== Segment start ==

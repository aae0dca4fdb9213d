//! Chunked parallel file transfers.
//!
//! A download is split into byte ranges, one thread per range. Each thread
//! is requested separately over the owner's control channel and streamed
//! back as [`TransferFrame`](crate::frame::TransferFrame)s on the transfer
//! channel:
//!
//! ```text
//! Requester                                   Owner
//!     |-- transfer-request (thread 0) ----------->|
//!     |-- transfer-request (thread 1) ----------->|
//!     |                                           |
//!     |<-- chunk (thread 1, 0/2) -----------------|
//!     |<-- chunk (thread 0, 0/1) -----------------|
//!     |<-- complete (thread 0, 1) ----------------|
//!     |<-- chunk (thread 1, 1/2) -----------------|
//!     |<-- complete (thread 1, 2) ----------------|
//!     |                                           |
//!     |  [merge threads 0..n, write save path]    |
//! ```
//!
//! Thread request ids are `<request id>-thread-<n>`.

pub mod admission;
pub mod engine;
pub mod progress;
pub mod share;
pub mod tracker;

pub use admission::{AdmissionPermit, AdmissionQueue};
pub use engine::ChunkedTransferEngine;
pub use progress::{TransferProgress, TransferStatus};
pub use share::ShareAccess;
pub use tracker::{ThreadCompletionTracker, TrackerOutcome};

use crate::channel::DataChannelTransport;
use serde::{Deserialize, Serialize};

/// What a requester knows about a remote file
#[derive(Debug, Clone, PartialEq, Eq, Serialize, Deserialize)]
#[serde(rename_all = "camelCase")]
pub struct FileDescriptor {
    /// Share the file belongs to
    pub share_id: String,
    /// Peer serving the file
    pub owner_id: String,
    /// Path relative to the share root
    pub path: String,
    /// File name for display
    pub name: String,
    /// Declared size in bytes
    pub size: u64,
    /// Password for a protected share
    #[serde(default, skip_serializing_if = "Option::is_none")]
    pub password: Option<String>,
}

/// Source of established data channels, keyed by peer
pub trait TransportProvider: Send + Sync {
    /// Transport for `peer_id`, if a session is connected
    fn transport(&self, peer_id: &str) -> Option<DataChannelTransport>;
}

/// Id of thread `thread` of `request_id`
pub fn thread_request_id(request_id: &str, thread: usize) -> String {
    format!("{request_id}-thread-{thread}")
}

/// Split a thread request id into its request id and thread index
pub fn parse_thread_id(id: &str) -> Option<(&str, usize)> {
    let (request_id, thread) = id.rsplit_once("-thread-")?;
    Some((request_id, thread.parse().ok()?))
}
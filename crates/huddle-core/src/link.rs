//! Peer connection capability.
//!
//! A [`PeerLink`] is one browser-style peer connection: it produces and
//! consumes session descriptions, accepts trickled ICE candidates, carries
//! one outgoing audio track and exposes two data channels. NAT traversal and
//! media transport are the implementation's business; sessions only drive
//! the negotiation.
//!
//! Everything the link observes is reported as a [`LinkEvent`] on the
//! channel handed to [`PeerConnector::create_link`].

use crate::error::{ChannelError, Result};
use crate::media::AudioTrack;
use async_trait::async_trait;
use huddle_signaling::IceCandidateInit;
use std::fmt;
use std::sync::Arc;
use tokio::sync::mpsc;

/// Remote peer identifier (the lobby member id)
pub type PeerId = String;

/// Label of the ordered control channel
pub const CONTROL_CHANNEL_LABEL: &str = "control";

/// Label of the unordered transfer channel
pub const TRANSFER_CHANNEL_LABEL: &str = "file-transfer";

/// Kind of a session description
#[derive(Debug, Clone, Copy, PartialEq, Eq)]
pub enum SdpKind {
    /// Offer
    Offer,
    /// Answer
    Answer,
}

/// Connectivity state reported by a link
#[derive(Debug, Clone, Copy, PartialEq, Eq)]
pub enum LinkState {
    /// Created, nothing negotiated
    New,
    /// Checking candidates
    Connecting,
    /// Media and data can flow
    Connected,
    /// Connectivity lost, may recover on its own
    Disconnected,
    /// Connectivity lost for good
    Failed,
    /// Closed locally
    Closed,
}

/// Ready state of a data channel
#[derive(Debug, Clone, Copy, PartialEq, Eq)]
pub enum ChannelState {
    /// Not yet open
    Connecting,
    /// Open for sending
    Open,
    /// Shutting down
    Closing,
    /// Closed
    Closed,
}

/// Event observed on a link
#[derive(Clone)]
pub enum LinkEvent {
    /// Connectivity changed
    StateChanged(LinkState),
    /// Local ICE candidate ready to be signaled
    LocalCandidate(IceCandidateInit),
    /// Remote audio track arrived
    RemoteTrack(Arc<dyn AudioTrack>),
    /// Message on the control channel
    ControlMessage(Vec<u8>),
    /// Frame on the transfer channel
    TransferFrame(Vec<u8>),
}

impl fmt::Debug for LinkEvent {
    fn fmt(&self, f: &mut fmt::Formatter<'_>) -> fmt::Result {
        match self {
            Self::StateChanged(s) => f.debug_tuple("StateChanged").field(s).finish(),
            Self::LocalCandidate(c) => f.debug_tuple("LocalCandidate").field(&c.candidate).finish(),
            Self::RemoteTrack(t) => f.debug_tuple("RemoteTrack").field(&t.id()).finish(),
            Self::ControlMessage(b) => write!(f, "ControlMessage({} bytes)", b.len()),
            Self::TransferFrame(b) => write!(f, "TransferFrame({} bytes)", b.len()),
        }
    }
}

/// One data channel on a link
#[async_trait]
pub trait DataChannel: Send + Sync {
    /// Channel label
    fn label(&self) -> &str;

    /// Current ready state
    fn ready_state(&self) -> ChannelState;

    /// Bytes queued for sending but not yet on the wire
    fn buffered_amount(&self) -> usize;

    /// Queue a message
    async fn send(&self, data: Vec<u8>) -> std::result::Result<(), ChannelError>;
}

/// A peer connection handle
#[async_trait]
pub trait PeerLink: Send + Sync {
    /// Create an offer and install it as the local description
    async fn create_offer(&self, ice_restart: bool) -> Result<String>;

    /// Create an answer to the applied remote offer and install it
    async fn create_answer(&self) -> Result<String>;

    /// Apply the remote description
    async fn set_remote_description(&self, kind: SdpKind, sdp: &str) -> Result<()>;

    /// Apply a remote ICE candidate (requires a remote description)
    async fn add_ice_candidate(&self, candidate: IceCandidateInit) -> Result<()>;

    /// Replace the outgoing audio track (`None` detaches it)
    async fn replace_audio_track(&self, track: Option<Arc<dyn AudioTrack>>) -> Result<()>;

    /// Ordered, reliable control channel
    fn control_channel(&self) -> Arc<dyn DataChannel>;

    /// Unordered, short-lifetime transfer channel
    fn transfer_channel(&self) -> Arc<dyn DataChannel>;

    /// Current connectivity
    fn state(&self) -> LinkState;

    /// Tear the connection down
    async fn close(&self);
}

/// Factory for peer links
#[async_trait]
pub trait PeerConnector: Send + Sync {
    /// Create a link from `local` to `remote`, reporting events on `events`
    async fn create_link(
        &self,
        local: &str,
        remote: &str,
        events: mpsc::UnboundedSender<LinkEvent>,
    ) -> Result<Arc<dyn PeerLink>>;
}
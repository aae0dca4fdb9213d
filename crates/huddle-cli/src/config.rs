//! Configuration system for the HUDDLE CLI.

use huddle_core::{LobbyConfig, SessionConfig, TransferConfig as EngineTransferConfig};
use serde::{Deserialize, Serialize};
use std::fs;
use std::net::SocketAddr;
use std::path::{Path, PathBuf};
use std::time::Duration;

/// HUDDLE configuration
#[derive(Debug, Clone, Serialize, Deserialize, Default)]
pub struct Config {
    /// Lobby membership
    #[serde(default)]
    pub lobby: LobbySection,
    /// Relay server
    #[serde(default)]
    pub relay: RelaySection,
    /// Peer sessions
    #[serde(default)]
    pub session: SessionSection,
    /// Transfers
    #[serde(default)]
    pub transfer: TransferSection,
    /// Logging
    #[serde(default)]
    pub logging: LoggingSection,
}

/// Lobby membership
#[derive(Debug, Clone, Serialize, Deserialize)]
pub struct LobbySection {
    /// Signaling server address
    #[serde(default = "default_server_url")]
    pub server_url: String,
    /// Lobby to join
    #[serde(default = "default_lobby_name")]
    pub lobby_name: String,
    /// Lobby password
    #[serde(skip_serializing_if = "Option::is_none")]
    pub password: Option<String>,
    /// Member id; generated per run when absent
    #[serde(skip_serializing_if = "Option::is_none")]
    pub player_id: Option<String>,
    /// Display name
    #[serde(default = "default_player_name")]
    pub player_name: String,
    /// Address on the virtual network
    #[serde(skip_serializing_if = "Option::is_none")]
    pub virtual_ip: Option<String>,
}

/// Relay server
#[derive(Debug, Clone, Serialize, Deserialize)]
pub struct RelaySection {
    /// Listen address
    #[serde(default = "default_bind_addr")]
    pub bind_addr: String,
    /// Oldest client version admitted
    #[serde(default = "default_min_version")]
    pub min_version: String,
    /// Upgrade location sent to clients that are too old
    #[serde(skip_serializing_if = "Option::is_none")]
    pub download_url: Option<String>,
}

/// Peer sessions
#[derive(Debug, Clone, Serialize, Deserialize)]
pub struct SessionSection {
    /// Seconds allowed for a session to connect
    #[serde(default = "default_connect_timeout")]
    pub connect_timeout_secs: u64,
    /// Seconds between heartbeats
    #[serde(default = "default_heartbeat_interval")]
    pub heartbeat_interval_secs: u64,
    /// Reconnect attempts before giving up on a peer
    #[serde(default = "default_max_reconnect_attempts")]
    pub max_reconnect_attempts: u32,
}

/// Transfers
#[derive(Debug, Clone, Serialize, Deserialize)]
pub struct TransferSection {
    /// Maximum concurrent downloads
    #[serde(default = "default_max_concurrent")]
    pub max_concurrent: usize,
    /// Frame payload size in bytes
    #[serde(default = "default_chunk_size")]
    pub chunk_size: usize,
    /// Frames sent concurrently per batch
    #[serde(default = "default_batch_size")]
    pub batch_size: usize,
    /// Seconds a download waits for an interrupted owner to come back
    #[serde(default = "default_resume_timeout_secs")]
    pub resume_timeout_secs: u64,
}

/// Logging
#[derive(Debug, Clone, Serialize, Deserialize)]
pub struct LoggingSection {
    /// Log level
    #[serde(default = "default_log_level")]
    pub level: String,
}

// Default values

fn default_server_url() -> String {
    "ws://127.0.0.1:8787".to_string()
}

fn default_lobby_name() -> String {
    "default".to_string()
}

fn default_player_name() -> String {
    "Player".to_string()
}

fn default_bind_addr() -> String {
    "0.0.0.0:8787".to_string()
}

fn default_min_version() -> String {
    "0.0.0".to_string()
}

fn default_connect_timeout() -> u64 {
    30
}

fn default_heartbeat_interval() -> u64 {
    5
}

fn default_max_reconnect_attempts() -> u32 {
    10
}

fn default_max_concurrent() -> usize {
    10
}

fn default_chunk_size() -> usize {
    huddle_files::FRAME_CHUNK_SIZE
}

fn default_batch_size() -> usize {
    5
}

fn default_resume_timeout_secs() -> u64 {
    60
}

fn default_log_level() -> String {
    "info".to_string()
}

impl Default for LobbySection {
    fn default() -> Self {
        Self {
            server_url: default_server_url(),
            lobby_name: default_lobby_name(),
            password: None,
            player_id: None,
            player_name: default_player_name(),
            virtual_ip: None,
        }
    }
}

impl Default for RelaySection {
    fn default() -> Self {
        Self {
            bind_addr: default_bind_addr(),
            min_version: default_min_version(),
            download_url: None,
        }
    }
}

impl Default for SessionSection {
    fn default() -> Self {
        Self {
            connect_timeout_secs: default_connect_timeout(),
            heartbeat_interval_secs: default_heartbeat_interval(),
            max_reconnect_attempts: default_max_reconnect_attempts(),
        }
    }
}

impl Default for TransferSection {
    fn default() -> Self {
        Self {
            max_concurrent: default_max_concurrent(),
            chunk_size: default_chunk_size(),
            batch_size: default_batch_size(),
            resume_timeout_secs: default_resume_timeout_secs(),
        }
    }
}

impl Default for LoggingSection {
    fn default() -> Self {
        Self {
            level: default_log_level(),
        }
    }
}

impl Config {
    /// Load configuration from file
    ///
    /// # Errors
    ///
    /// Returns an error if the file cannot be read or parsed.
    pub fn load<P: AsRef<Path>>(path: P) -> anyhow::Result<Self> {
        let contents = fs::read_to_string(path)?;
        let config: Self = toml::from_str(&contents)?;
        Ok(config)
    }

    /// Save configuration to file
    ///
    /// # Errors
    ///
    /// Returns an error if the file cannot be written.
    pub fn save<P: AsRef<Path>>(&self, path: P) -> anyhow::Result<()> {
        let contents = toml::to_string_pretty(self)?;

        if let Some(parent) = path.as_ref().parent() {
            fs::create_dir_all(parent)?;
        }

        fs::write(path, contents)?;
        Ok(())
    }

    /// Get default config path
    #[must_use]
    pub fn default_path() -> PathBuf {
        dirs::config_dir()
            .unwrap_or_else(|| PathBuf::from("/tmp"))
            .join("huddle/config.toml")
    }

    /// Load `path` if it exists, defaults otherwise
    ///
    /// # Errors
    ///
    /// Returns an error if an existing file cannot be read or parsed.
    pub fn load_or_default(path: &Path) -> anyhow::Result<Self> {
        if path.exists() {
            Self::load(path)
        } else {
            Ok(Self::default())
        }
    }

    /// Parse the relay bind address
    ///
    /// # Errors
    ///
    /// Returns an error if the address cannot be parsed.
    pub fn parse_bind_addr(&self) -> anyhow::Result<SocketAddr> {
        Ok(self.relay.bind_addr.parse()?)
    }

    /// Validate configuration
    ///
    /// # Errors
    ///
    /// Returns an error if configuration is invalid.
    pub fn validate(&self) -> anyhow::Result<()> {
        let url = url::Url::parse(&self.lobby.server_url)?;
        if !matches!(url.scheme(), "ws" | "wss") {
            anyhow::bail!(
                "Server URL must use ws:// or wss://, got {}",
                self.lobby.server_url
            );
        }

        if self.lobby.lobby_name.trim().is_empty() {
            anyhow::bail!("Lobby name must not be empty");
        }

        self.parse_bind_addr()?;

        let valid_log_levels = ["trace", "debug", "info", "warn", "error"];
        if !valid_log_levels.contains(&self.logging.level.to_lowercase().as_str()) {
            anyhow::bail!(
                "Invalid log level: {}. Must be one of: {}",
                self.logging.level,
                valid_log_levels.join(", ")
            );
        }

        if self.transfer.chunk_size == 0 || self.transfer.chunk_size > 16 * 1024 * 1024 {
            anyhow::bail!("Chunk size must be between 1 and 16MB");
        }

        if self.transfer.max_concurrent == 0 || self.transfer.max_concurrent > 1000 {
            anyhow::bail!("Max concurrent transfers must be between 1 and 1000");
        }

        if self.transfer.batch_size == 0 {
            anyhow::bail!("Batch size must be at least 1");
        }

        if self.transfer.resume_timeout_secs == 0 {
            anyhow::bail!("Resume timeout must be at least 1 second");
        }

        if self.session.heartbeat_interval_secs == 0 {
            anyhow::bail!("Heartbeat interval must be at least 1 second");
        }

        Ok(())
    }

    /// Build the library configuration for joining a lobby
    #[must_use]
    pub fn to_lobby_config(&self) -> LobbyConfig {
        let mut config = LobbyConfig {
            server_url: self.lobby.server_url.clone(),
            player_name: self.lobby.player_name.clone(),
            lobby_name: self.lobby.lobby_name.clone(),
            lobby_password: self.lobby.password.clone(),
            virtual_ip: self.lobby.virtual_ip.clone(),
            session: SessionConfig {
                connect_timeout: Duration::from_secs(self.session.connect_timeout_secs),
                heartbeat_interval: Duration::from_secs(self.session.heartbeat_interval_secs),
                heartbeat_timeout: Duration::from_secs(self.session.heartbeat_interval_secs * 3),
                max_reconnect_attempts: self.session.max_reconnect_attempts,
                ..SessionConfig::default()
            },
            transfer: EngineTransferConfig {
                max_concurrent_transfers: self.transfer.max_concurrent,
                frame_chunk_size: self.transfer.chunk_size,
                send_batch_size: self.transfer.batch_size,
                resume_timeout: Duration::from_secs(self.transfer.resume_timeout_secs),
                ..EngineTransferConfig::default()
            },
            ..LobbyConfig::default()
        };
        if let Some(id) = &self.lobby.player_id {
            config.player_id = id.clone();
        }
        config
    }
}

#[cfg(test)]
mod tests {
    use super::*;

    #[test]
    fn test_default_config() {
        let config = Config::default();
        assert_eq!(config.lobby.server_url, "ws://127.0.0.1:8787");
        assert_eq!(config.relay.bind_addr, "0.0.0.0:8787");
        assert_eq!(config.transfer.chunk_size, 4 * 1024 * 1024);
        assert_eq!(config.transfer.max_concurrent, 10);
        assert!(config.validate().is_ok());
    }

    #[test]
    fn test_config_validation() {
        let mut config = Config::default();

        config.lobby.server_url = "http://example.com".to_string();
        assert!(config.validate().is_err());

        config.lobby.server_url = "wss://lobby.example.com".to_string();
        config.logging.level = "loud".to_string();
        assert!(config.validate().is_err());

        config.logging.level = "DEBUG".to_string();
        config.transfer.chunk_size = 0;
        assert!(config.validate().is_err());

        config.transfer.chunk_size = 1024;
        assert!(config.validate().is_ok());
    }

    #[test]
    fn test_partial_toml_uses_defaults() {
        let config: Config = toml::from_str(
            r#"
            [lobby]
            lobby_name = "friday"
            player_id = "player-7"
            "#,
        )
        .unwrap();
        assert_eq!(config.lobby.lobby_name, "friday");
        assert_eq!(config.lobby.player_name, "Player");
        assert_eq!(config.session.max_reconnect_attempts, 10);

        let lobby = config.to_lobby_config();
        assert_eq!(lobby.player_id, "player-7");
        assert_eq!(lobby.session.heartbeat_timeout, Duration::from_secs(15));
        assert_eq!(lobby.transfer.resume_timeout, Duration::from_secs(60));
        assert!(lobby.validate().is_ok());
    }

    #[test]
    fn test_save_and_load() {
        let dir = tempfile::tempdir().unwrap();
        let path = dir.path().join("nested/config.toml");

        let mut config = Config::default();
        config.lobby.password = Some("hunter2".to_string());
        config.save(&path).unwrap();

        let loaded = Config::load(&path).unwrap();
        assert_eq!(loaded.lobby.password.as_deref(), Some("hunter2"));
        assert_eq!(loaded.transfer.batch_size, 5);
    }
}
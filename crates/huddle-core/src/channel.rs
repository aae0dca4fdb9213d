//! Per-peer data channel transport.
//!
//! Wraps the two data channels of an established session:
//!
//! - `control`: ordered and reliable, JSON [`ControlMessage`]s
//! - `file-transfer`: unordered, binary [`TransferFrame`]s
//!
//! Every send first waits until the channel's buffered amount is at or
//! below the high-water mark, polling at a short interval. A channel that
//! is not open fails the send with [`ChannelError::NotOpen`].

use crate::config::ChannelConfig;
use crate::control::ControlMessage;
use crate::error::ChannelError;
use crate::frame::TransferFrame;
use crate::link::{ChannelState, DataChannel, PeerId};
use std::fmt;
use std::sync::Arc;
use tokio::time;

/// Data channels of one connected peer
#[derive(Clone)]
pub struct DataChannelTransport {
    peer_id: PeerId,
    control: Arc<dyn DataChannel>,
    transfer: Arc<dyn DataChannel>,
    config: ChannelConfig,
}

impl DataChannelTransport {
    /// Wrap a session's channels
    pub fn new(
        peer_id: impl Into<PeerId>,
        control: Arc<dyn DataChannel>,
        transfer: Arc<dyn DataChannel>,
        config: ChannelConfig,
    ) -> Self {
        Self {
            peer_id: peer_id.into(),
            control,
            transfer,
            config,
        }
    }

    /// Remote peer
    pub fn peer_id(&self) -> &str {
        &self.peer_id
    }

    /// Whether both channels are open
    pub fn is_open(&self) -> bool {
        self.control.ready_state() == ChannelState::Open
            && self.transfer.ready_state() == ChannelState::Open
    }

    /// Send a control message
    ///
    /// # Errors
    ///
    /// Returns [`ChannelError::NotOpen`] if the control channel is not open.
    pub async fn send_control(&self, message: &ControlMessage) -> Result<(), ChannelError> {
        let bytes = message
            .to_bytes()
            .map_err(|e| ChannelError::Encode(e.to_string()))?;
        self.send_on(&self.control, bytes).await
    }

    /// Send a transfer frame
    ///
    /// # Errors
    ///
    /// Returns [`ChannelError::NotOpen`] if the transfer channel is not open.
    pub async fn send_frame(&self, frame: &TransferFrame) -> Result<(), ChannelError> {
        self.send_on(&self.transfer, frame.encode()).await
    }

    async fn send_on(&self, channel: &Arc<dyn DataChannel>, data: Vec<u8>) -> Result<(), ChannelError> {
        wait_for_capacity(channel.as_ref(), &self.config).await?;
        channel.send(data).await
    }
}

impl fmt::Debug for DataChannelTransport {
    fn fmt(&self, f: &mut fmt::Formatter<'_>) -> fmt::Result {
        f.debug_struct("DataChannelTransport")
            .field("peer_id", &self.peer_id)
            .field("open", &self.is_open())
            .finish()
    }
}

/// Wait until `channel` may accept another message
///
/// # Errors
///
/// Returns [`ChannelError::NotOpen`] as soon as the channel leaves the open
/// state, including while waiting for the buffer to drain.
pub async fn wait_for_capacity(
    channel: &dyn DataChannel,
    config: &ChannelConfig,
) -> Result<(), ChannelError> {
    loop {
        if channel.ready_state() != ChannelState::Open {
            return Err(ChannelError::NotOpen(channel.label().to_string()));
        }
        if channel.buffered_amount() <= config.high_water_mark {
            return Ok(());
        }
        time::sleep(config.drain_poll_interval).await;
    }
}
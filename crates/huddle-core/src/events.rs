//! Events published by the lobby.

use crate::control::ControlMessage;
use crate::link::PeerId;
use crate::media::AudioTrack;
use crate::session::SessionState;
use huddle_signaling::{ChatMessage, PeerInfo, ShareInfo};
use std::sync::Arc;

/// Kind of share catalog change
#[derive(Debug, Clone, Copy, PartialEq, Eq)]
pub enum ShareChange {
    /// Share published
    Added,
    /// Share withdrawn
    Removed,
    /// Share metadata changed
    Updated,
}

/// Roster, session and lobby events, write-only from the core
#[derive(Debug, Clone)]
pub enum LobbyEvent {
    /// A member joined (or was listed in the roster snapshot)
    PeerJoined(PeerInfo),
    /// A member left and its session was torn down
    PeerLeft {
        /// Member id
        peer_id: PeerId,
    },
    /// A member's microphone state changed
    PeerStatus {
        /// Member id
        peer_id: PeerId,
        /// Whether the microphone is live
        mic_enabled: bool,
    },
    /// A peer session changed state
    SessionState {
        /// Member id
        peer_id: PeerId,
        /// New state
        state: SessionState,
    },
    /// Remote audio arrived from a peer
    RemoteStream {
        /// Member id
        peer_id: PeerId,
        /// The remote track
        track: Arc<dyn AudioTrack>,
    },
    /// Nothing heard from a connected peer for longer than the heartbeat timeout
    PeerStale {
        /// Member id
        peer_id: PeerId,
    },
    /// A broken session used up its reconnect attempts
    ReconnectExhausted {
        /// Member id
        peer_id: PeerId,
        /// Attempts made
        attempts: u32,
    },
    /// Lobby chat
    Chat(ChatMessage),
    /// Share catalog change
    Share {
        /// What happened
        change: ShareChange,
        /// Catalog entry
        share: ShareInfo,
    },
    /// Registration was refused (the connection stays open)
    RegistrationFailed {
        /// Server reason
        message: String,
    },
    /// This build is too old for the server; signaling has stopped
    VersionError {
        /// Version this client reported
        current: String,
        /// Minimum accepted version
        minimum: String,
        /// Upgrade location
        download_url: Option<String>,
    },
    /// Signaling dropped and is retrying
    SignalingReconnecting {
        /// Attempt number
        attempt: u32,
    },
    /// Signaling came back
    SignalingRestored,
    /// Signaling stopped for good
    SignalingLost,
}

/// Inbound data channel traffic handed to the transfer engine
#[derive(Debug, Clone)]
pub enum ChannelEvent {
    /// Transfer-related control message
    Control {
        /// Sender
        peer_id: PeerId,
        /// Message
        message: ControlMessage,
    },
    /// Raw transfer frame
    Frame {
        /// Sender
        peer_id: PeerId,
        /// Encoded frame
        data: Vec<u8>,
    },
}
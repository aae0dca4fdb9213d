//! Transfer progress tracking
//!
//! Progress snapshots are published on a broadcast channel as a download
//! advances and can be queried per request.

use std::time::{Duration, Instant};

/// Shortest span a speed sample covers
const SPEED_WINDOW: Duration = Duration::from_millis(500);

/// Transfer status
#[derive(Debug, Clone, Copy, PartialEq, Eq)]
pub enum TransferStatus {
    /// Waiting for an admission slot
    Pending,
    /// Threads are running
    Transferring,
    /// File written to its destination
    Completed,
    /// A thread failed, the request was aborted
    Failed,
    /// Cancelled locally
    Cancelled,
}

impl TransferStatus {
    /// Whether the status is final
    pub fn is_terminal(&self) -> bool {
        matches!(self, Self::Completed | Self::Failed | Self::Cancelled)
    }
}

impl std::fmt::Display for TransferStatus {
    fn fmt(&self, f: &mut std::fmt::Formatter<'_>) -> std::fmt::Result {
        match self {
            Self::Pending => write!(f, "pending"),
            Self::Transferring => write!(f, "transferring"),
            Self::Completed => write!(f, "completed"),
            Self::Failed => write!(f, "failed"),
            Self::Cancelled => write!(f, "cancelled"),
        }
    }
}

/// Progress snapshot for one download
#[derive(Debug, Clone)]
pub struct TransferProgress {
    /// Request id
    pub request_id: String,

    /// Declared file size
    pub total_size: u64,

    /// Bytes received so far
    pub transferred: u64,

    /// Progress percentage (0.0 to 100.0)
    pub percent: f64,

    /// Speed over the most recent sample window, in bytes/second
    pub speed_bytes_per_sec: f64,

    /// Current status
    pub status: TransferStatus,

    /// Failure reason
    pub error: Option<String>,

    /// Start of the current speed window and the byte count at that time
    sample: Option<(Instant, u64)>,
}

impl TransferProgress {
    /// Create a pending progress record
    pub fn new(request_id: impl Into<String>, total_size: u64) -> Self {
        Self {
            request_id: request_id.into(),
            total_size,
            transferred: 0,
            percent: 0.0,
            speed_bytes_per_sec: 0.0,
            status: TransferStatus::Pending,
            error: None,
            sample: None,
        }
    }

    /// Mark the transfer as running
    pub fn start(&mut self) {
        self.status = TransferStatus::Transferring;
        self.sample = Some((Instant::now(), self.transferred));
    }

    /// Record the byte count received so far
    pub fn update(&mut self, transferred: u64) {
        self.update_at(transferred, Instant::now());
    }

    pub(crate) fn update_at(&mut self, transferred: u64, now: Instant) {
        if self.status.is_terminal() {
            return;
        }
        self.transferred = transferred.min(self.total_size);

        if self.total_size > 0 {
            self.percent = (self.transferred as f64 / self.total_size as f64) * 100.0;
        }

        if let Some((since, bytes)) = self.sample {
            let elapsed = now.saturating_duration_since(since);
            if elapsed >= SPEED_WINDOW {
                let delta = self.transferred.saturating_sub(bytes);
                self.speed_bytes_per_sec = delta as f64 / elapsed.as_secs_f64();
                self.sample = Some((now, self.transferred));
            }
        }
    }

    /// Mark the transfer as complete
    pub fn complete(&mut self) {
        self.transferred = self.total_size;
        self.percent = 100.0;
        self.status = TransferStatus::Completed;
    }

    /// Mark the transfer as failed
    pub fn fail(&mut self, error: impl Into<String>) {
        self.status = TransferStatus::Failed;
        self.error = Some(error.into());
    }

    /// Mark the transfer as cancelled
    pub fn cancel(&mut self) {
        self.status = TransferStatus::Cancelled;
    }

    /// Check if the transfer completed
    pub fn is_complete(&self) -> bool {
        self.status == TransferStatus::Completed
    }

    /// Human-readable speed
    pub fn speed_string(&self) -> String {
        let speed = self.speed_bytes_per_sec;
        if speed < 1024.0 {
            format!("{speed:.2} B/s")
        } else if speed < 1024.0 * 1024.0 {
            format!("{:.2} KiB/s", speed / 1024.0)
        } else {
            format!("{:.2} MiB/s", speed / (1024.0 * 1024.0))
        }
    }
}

== Segment end ==

Filter the lines above, keeping and copying those that contain "back".

//! back as [`TransferFrame`](crate::frame::TransferFrame)s on the transfer
    /// Seconds a download waits for an interrupted owner to come back
    /// Signaling came back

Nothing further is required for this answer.